[Stored records]

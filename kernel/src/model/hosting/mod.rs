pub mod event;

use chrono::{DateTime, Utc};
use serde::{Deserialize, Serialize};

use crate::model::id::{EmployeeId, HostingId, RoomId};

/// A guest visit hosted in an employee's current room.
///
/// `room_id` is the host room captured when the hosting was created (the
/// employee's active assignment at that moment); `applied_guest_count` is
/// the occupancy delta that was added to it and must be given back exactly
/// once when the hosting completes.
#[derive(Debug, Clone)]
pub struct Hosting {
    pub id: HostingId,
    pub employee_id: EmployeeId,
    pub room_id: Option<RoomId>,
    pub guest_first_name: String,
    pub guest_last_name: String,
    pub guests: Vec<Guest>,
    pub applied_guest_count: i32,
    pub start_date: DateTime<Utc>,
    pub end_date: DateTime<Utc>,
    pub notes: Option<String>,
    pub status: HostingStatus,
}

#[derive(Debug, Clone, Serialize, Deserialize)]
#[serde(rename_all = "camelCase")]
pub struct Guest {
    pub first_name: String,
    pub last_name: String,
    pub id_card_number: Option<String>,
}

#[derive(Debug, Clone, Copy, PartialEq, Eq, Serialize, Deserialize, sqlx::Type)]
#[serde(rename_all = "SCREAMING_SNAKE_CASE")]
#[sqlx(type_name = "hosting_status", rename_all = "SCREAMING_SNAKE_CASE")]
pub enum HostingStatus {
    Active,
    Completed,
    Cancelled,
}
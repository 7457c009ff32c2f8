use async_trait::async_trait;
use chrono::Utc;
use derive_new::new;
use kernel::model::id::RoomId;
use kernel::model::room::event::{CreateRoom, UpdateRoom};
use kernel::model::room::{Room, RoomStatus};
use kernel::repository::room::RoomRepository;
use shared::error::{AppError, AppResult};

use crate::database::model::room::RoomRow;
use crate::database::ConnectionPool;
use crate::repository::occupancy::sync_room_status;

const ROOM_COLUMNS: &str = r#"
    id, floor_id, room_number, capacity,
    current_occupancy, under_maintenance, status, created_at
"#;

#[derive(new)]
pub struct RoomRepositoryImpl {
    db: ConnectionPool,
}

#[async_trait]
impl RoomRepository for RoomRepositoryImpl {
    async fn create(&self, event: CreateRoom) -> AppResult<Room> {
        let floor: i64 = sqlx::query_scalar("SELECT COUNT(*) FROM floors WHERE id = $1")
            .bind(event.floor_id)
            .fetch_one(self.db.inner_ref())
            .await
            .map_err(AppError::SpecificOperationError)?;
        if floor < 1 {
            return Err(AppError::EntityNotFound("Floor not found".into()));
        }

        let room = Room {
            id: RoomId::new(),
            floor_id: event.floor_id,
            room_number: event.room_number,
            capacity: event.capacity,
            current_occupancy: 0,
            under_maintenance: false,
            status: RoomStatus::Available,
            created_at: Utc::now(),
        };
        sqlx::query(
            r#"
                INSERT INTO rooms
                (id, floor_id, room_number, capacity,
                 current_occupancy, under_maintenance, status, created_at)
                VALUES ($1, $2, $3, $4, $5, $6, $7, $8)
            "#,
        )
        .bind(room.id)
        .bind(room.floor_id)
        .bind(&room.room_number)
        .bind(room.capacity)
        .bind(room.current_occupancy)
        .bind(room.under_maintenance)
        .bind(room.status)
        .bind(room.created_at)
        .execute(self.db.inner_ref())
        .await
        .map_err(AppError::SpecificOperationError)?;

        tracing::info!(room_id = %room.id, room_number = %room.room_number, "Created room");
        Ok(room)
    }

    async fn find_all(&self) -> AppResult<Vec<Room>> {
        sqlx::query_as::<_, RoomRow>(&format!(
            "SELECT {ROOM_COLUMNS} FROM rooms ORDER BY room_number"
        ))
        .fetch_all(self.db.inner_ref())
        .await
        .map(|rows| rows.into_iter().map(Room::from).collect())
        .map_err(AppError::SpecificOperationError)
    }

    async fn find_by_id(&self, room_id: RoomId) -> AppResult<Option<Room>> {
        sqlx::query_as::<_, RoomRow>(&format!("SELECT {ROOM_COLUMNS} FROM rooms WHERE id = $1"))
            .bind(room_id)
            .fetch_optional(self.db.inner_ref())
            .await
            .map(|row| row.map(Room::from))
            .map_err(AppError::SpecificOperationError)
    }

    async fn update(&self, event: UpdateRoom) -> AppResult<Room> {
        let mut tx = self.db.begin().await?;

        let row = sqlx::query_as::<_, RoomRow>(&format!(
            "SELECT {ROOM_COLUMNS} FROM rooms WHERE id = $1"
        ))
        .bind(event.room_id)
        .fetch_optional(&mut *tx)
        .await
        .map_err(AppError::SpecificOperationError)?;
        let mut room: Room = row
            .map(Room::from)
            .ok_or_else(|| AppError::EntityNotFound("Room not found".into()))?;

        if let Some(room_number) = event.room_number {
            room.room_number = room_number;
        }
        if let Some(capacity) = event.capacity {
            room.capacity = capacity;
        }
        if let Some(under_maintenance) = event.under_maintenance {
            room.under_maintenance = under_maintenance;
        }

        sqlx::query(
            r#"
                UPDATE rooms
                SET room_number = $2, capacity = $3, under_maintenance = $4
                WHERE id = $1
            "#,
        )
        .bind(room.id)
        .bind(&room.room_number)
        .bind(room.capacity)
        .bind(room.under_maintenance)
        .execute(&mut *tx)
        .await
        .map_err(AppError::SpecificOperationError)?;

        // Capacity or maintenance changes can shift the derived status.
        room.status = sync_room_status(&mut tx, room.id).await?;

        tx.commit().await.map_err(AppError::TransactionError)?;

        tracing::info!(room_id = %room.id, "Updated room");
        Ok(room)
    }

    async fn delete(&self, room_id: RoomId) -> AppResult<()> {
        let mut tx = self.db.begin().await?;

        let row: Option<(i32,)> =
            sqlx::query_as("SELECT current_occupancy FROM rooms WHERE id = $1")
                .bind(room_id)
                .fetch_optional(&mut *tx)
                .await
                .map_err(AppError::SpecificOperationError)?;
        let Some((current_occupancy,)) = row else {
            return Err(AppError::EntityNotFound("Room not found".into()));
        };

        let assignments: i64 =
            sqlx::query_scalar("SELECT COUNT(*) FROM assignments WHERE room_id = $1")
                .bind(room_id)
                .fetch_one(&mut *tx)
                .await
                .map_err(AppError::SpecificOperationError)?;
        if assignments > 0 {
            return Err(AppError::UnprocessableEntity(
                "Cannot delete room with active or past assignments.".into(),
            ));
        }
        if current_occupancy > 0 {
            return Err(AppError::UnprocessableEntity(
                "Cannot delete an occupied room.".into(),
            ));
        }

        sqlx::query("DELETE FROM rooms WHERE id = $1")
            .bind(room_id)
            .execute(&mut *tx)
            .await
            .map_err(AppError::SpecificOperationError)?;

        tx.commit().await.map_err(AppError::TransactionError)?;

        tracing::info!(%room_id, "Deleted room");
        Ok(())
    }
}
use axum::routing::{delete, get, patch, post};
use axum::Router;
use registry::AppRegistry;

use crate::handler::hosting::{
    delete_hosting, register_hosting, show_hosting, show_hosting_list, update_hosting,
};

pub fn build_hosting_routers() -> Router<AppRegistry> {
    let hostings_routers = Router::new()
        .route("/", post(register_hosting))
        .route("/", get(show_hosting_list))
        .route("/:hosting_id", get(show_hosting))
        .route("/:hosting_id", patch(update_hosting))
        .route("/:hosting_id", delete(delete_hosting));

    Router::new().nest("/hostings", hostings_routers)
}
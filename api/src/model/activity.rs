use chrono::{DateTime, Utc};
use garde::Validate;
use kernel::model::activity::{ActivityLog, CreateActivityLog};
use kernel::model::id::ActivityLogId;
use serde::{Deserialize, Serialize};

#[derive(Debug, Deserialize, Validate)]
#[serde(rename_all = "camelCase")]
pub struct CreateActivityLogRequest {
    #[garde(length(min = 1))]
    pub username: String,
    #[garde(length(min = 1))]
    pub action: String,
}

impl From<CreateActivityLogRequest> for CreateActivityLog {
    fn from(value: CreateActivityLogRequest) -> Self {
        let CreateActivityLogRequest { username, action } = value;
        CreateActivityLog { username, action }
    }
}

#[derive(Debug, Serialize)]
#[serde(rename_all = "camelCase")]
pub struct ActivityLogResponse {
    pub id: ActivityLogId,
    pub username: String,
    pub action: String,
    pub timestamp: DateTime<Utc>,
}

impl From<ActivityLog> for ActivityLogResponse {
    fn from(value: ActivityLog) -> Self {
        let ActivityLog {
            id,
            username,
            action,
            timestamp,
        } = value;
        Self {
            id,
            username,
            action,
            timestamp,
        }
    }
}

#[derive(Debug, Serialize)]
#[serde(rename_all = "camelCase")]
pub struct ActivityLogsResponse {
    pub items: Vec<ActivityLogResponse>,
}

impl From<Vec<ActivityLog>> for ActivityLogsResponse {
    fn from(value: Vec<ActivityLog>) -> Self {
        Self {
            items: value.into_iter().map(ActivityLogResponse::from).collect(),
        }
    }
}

PROBLEM TO WORK ON » Look through the entries above; copy each line where the string "SELECT" appears.

EXERCISE RESPONSE »
        let floor: i64 = sqlx::query_scalar("SELECT COUNT(*) FROM floors WHERE id = $1")
            "SELECT {ROOM_COLUMNS} FROM rooms ORDER BY room_number"
        sqlx::query_as::<_, RoomRow>(&format!("SELECT {ROOM_COLUMNS} FROM rooms WHERE id = $1"))
            "SELECT {ROOM_COLUMNS} FROM rooms WHERE id = $1"
            sqlx::query_as("SELECT current_occupancy FROM rooms WHERE id = $1")
            sqlx::query_scalar("SELECT COUNT(*) FROM assignments WHERE room_id = $1")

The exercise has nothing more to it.